Additionally, when Peter was brought before the Council and ‘strictly charged’ not to teach in Jesus’ name, his response in Acts 5:29 was, “We must obey God rather than men.”
The short answer to the question raised about confronting your professor on doctrinal errors is YES—but carefully. It is critical that all of these considerations be taken into account before you engage on a level of confrontation. God’s Word is abundantly clear about both sides of the issue. False teachers are not given a pass by God, and all believers are to be wary of them (Paul spoke plainly in Acts 20-28-31). And all teachers are charged to provide good, sound doctrine in their instruction. Any deviation from God’s Truth is heresy and must be addressed as such. The mandate is clear.
At the risk of repetition, you MUST be steadfast in your belief that doctrinal error exists—that it is truly a foundational (read: core value) issue in question and that the professor’s position is wrong. You MUST be humble and respectful in your interaction—always seeking restoration (as opposed to a “win”) and Truth as your primary objective.
At the end of the process, if your efforts do not satisfy the issue (read: the professor, when confronted with your information, does not repent and turn from his/her bad doctrine), that still does not grant you permission to publicly rebuke or revile (remember, they are still in a position of authority over you).

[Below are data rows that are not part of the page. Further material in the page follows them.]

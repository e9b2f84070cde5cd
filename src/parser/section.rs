use nom::bytes::complete::*;
use nom::combinator::*;
use nom::sequence::*;
use nom::Parser;

use crate::result::ParseResult;

use super::block::block;
use super::comment::span0;
use super::identifier::identifier;
use super::Section;

pub fn section(input: &str) -> ParseResult<&str, Section> {
    let (input, _) = tag("::").parse(input)?;
    let (input, name) = cut(identifier).parse(input)?;
    let (input, children) = preceded(span0, cut(block)).parse(input)?;
    Ok((
        input,
        Section {
            name: name.to_string(),
            children,
        },
    ))
}
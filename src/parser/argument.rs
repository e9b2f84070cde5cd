use nom::branch::alt;
use nom::bytes::complete::*;
use nom::combinator::*;
use nom::multi::{many0, separated_list0};
use nom::sequence::*;
use nom::Parser;

use crate::result::ParseResult;

use super::comment::{span0, span0_inline};
use super::identifier::identifier;
use super::primitive::literal;
use super::Argument;

/// either `(a=1, b="x")` or `a=1 b="x"` until the end of the line
pub fn arguments(input: &str) -> ParseResult<&str, Vec<Argument>> {
    let (input, _) = span0_inline.parse(input)?;
    alt((arguments_parenthesized, arguments_inline)).parse(input)
}

pub fn arguments_parenthesized(input: &str) -> ParseResult<&str, Vec<Argument>> {
    let (input, _) = tag("(").parse(input)?;
    let (input, arguments) = cut(delimited(
        span0,
        separated_list0(delimited(span0, tag(","), span0), argument),
        preceded(span0, tag(")")),
    ))
    .parse(input)?;
    Ok((input, arguments))
}

pub fn arguments_inline(input: &str) -> ParseResult<&str, Vec<Argument>> {
    many0(terminated(argument, span0_inline)).parse(input)
}

pub fn argument(input: &str) -> ParseResult<&str, Argument> {
    let (input, name) = identifier.parse(input)?;
    let (input, _) = span0_inline.parse(input)?;
    let (input, value) =
        opt(preceded(terminated(tag("="), span0_inline), cut(literal))).parse(input)?;
    Ok((
        input,
        Argument {
            name: name.to_string(),
            value,
        },
    ))
}

#[cfg(test)]
mod tests {
    use crate::format::Literal;

    use super::*;

    fn arg(name: &str, value: Option<Literal>) -> Argument {
        Argument {
            name: name.to_string(),
            value,
        }
    }

    #[test]
    fn test_argument() {
        assert_eq!(argument("enabled"), Ok(("", arg("enabled", None))));
        assert_eq!(
            argument("src = \"school\" "),
            Ok((
                " ",
                arg("src", Some(Literal::String("school".to_string())))
            ))
        );
        assert!(matches!(argument("src = school"), Err(nom::Err::Failure(_))));
    }

    #[test]
    fn test_arguments() {
        assert_eq!(arguments(""), Ok(("", vec![])));
        assert_eq!(arguments("()"), Ok(("", vec![])));
        assert_eq!(
            arguments("(text='Go', \n enabled=false)"),
            Ok((
                "",
                vec![
                    arg("text", Some(Literal::String("Go".to_string()))),
                    arg("enabled", Some(Literal::Boolean(false))),
                ]
            ))
        );
        assert_eq!(
            arguments(" text=\"Go\" enabled=false\nnext"),
            Ok((
                "\nnext",
                vec![
                    arg("text", Some(Literal::String("Go".to_string()))),
                    arg("enabled", Some(Literal::Boolean(false))),
                ]
            ))
        );
        // the next line is never taken as an argument
        assert_eq!(arguments("\nHello"), Ok(("\nHello", vec![])));
        assert!(matches!(arguments("(a=1"), Err(nom::Err::Failure(_))));
    }
}
use nom::branch::alt;
use nom::bytes::complete::*;
use nom::character::complete::*;
use nom::combinator::*;
use nom::error::context;
use nom::multi::*;
use nom::sequence::*;
use nom::Parser;

use crate::result::ParseResult;

use super::Literal;

pub fn literal(input: &str) -> ParseResult<&str, Literal> {
    context("literal", alt((string, number, boolean))).parse(input)
}

pub fn string(input: &str) -> ParseResult<&str, Literal> {
    let (input, s) = context(
        "string",
        alt((
            delimited(tag("\""), take_until("\""), tag("\"")),
            delimited(tag("'"), take_until("'"), tag("'")),
        )),
    )
    .parse(input)?;
    Ok((input, Literal::String(s.to_string())))
}

pub fn number(input: &str) -> ParseResult<&str, Literal> {
    let (input, n) = context(
        "number",
        map_res(
            (
                opt(alt((tag("-"), tag("+")))),
                recognize(many1(terminated(digit1, many0(char('_'))))),
            ),
            |(sign, value)| {
                let value = &str::replace(value, "_", "");
                value
                    .parse::<i64>()
                    .map(|n| if sign == Some("-") { -n } else { n })
            },
        ),
    )
    .parse(input)?;
    Ok((input, Literal::Integer(n)))
}

pub fn boolean(input: &str) -> ParseResult<&str, Literal> {
    let (input, b) = context(
        "boolean",
        alt((value(true, tag("true")), value(false, tag("false")))),
    )
    .parse(input)?;
    Ok((input, Literal::Boolean(b)))
}
use std::sync::{Arc, Mutex, MutexGuard, PoisonError};

use arc_swap::ArcSwapOption;
use log::{debug, info};
use serde::de::DeserializeOwned;
use serde::{Deserialize, Serialize};
use serde_json::Value;

use crate::error::{Result, RuntimeError};
use crate::locale::Locale;
use crate::project::{Info, Project};
use crate::runtime::{Action, RunRecord, Runtime};

/// The boundary the presentation layer talks to.
///
/// Read-only queries go straight to the loaded project, everything touching
/// the run is serialized through one lock.
#[derive(Debug, Default)]
pub struct Host {
    project: ArcSwapOption<Project>,
    runtime: Mutex<Option<Runtime>>,
}

#[derive(Deserialize)]
struct ChooseLocaleArgs {
    locales: Vec<Locale>,
}

#[derive(Deserialize)]
struct NativeNameArgs {
    loc: String,
}

#[derive(Deserialize)]
struct StartNewArgs {
    locale: String,
}

#[derive(Deserialize)]
struct SwitchArgs {
    i: usize,
}

#[derive(Deserialize)]
struct RestoreArgs {
    record: RunRecord,
}

impl Host {
    pub fn new() -> Self {
        Self::default()
    }

    /// Replaces the loaded project, dropping any active run.
    pub fn load(&self, project: Project) {
        let project = Arc::new(project);
        info!("Host serving project {}", project.info().title);

        let mut runtime = self.lock();
        self.project.store(Some(project.clone()));
        *runtime = Some(Runtime::new(project));
    }

    pub fn unload(&self) {
        let mut runtime = self.lock();
        self.project.store(None);
        *runtime = None;
    }

    pub fn is_loaded(&self) -> bool {
        self.project.load().is_some()
    }

    fn project(&self) -> Result<Arc<Project>> {
        self.project.load_full().ok_or(RuntimeError::NotLoaded)
    }

    fn lock(&self) -> MutexGuard<'_, Option<Runtime>> {
        self.runtime.lock().unwrap_or_else(PoisonError::into_inner)
    }

    fn with_runtime<T>(&self, f: impl FnOnce(&mut Runtime) -> Result<T>) -> Result<T> {
        let mut runtime = self.lock();
        let runtime = runtime.as_mut().ok_or(RuntimeError::NotLoaded)?;
        f(runtime)
    }

    pub fn choose_locale<I, L>(&self, requested: I) -> Result<Option<Locale>>
    where
        I: IntoIterator<Item = L>,
        L: AsRef<str>,
    {
        Ok(self.project()?.catalog().choose(requested))
    }

    pub fn locale_native_name(&self, locale: &str) -> Result<String> {
        self.project()?.catalog().native_name(locale)
    }

    pub fn info(&self) -> Result<Info> {
        Ok(self.project()?.info().clone())
    }

    pub fn start_new(&self, locale: &str) -> Result<()> {
        self.with_runtime(|runtime| runtime.start_new(locale))
    }

    pub fn next_run(&self) -> Result<bool> {
        self.with_runtime(Runtime::next_run)
    }

    pub fn current_run(&self) -> Result<Option<Action>> {
        self.with_runtime(|runtime| runtime.current_run())
    }

    pub fn switch(&self, i: usize) -> Result<()> {
        self.with_runtime(|runtime| runtime.switch(i))
    }

    pub fn history(&self) -> Result<Vec<Action>> {
        self.with_runtime(|runtime| runtime.history())
    }

    pub fn save(&self) -> Result<RunRecord> {
        self.with_runtime(|runtime| runtime.save())
    }

    pub fn restore(&self, record: RunRecord) -> Result<()> {
        self.with_runtime(|runtime| runtime.restore(record))
    }

    /// Runs a named command with JSON arguments and returns its JSON result.
    ///
    /// Commands without arguments ignore `args`.
    pub fn invoke(&self, command: &str, args: Value) -> Result<Value> {
        debug!("Invoking {command} with {args}");

        match command {
            "choose_locale" => {
                let args: ChooseLocaleArgs = parse_args(command, args)?;
                to_json(self.choose_locale(&args.locales)?)
            }
            "locale_native_name" => {
                let args: NativeNameArgs = parse_args(command, args)?;
                to_json(self.locale_native_name(&args.loc)?)
            }
            "info" => to_json(self.info()?),
            "start_new" => {
                let args: StartNewArgs = parse_args(command, args)?;
                to_json(self.start_new(&args.locale)?)
            }
            "next_run" => to_json(self.next_run()?),
            "current_run" => to_json(self.current_run()?),
            "switch" => {
                let args: SwitchArgs = parse_args(command, args)?;
                to_json(self.switch(args.i)?)
            }
            "history" => to_json(self.history()?),
            "save" => to_json(self.save()?),
            "restore" => {
                let args: RestoreArgs = parse_args(command, args)?;
                to_json(self.restore(args.record)?)
            }
            _ => Err(RuntimeError::UnknownCommand(command.to_string())),
        }
    }
}

fn parse_args<T: DeserializeOwned>(command: &str, args: Value) -> Result<T> {
    serde_json::from_value(args).map_err(|e| RuntimeError::InvalidArguments {
        command: command.to_string(),
        message: e.to_string(),
    })
}

fn to_json<T: Serialize>(value: T) -> Result<Value> {
    Ok(serde_json::to_value(value).map_err(anyhow::Error::from)?)
}

#[cfg(test)]
mod tests {
    use serde_json::json;

    use crate::asset::AssetResolver;
    use crate::store::{Script, ScriptStore, Step};

    use super::*;

    fn project() -> Project {
        let mut store = ScriptStore::new();
        store.insert(
            Locale::from("en"),
            Script::from_steps(
                "en",
                vec![Step {
                    line: "Hello.".to_string(),
                    ..Default::default()
                }],
            )
            .unwrap(),
        );
        Project::new(
            Info {
                title: "Morning Bell".to_string(),
                author: "Someone".to_string(),
            },
            store,
            AssetResolver::new(),
        )
    }

    #[test]
    fn test_not_loaded() {
        let host = Host::new();
        assert!(!host.is_loaded());
        assert!(matches!(host.info(), Err(RuntimeError::NotLoaded)));
        assert!(matches!(host.next_run(), Err(RuntimeError::NotLoaded)));
        assert!(matches!(
            host.invoke("current_run", Value::Null),
            Err(RuntimeError::NotLoaded)
        ));
    }

    #[test]
    fn test_load_unload() {
        let host = Host::new();
        host.load(project());
        host.start_new("en").unwrap();
        assert!(host.current_run().unwrap().is_some());

        // a reload starts without a run
        host.load(project());
        assert!(matches!(host.next_run(), Err(RuntimeError::NoActiveRun)));

        host.unload();
        assert!(!host.is_loaded());
        assert!(matches!(host.start_new("en"), Err(RuntimeError::NotLoaded)));
    }

    #[test]
    fn test_invoke_errors() {
        let host = Host::new();
        host.load(project());

        assert!(matches!(
            host.invoke("goto", Value::Null),
            Err(RuntimeError::UnknownCommand(command)) if command == "goto"
        ));
        assert!(matches!(
            host.invoke("start_new", json!({ "lang": "en" })),
            Err(RuntimeError::InvalidArguments { command, .. }) if command == "start_new"
        ));
        host.invoke("start_new", json!({ "locale": "en" })).unwrap();
        assert!(matches!(
            host.invoke("switch", json!({ "i": -1 })),
            Err(RuntimeError::InvalidArguments { .. })
        ));
    }

    #[test]
    fn test_invoke_info() {
        let host = Host::new();
        host.load(project());
        assert_eq!(
            host.invoke("info", Value::Null).unwrap(),
            json!({ "title": "Morning Bell", "author": "Someone" })
        );
    }
}
use nom::character::complete::char;
use nom::combinator::cut;
use nom::error::context;
use nom::sequence::*;
use nom::Parser;

use crate::result::ParseResult;

use super::argument::arguments;
use super::comment::line_end;
use super::identifier::identifier;
use super::Child;
use super::CommandLine;

pub fn command_line(input: &str) -> ParseResult<&str, Child> {
    let (input, (command, arguments, _)) = context(
        "command_line",
        preceded(char('@'), cut((identifier, arguments, line_end))),
    )
    .parse(input)?;

    Ok((
        input,
        Child::Command(CommandLine {
            command: command.to_string(),
            arguments,
        }),
    ))
}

The rest of Matthew 18 can be used to guide the situation: Seek confirmation among other leaders to confirm that an error exists and re-engage the professor. The final step is not public rebuke or reviling, it is to go to the seminary administration (in place of the church as an application of this passage) and turn the matter over to their jurisdiction (which is good and proper). At that point, your duty is fulfilled and you stand before God as clean.